Forests on the East Coast of North America

Every spring, as the weather warms, trees in forests up and down the east coast explode in a bright green display of life as leaves fill their branches, and every fall, those same leaves provide one of nature's great color displays of vivid yellow, orange and red.

Over the last two decades, spurred by higher temperatures caused by climate change, Harvard scientists say, forests throughout the Eastern U.S. have experienced earlier springs and later autumns than ever before.

Using a combination of satellite imagery, tower-mounted instruments and on-the-ground observations, research associate Trevor Keenan and Andrew Richardson, associate professor of Organismic and Evolutionary Biology, along with colleagues from 7 different institutions, found that forests throughout the eastern US are showing signs of spring growth earlier than ever, and the growing season in some areas extends further into the fall. That expanded growing season, they say, has enabled forests to store as much as 26 million metric tons more CO2 than before. The study is described in a June 1 paper published in Nature Climate Change.

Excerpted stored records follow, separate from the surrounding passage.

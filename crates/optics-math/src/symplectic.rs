//! 4x4 transverse transfer matrices and symplecticity checks.
//!
//! Ordering is `(x, px, y, py)`; the symplectic form is
//! `J = diag(J2, J2)` with `J2 = [[0, 1], [-1, 0]]`.

/// Transverse transfer matrix, row-major.
pub type Matrix4 = [[f64; 4]; 4];

pub fn identity4() -> Matrix4 {
    let mut m = [[0.0; 4]; 4];
    for (i, row) in m.iter_mut().enumerate() {
        row[i] = 1.0;
    }
    m
}

/// `a * b`.
pub fn mat_mul4(a: &Matrix4, b: &Matrix4) -> Matrix4 {
    let mut out = [[0.0; 4]; 4];
    for i in 0..4 {
        for j in 0..4 {
            let mut sum = 0.0;
            for k in 0..4 {
                sum += a[i][k] * b[k][j];
            }
            out[i][j] = sum;
        }
    }
    out
}

pub fn mat_vec4(a: &Matrix4, v: &[f64; 4]) -> [f64; 4] {
    let mut out = [0.0; 4];
    for i in 0..4 {
        out[i] = a[i][0] * v[0] + a[i][1] * v[1] + a[i][2] * v[2] + a[i][3] * v[3];
    }
    out
}

pub fn transpose4(a: &Matrix4) -> Matrix4 {
    let mut out = [[0.0; 4]; 4];
    for i in 0..4 {
        for j in 0..4 {
            out[j][i] = a[i][j];
        }
    }
    out
}

pub fn symplectic_form4() -> Matrix4 {
    let mut j = [[0.0; 4]; 4];
    j[0][1] = 1.0;
    j[1][0] = -1.0;
    j[2][3] = 1.0;
    j[3][2] = -1.0;
    j
}

/// Maximum absolute entry of `M^T J M - J`. Zero for an exactly symplectic map.
pub fn symplecticity_error(m: &Matrix4) -> f64 {
    let j = symplectic_form4();
    let mtjm = mat_mul4(&transpose4(m), &mat_mul4(&j, m));
    let mut err = 0.0_f64;
    for r in 0..4 {
        for c in 0..4 {
            err = err.max((mtjm[r][c] - j[r][c]).abs());
        }
    }
    err
}

/// 2x2 sub-block; `plane` 0 is horizontal, 1 vertical.
pub fn block2(m: &Matrix4, row_plane: usize, col_plane: usize) -> [[f64; 2]; 2] {
    let r = 2 * row_plane;
    let c = 2 * col_plane;
    [[m[r][c], m[r][c + 1]], [m[r + 1][c], m[r + 1][c + 1]]]
}

/// Frobenius norm of the off-diagonal (x-y coupling) blocks.
pub fn coupling_norm(m: &Matrix4) -> f64 {
    let mut sum = 0.0;
    for (rp, cp) in [(0, 1), (1, 0)] {
        let b = block2(m, rp, cp);
        sum += b[0][0].powi(2) + b[0][1].powi(2) + b[1][0].powi(2) + b[1][1].powi(2);
    }
    sum.sqrt()
}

"What we find in this paper is an increase in the growing season of forests in the eastern U.S. due to recent climate change," Keenan said. "This has been beneficial for forests in the past, but we do not expect the response to continue unchecked in the future. It must also be kept in mind that this positive effect of warming is but one amid a barrage of detrimental impacts of climate change on the Earth's ecosystems."

Though the fact that forests can store more carbon is a good thing, both Keenan and Richardson warned that continued climate change could lead to more dramatic negative consequences in the future.

"If forests weren't storing additional carbon in this manner, we would be even worse off in terms of atmospheric CO2 levels, so at the moment, it's a good thing…but this is not going to solve the CO2 problem," Richardson said. "Yes, 26 million metric tons is a lot of carbon, but it's still small when compared to fossil fuel emissions.

"And climate change isn't just about warmer temperatures," he continued. "It's also about changes in precipitation patterns…so in the future, an earlier spring might not help forests take up more carbon, if they end up running out of water in mid-summer."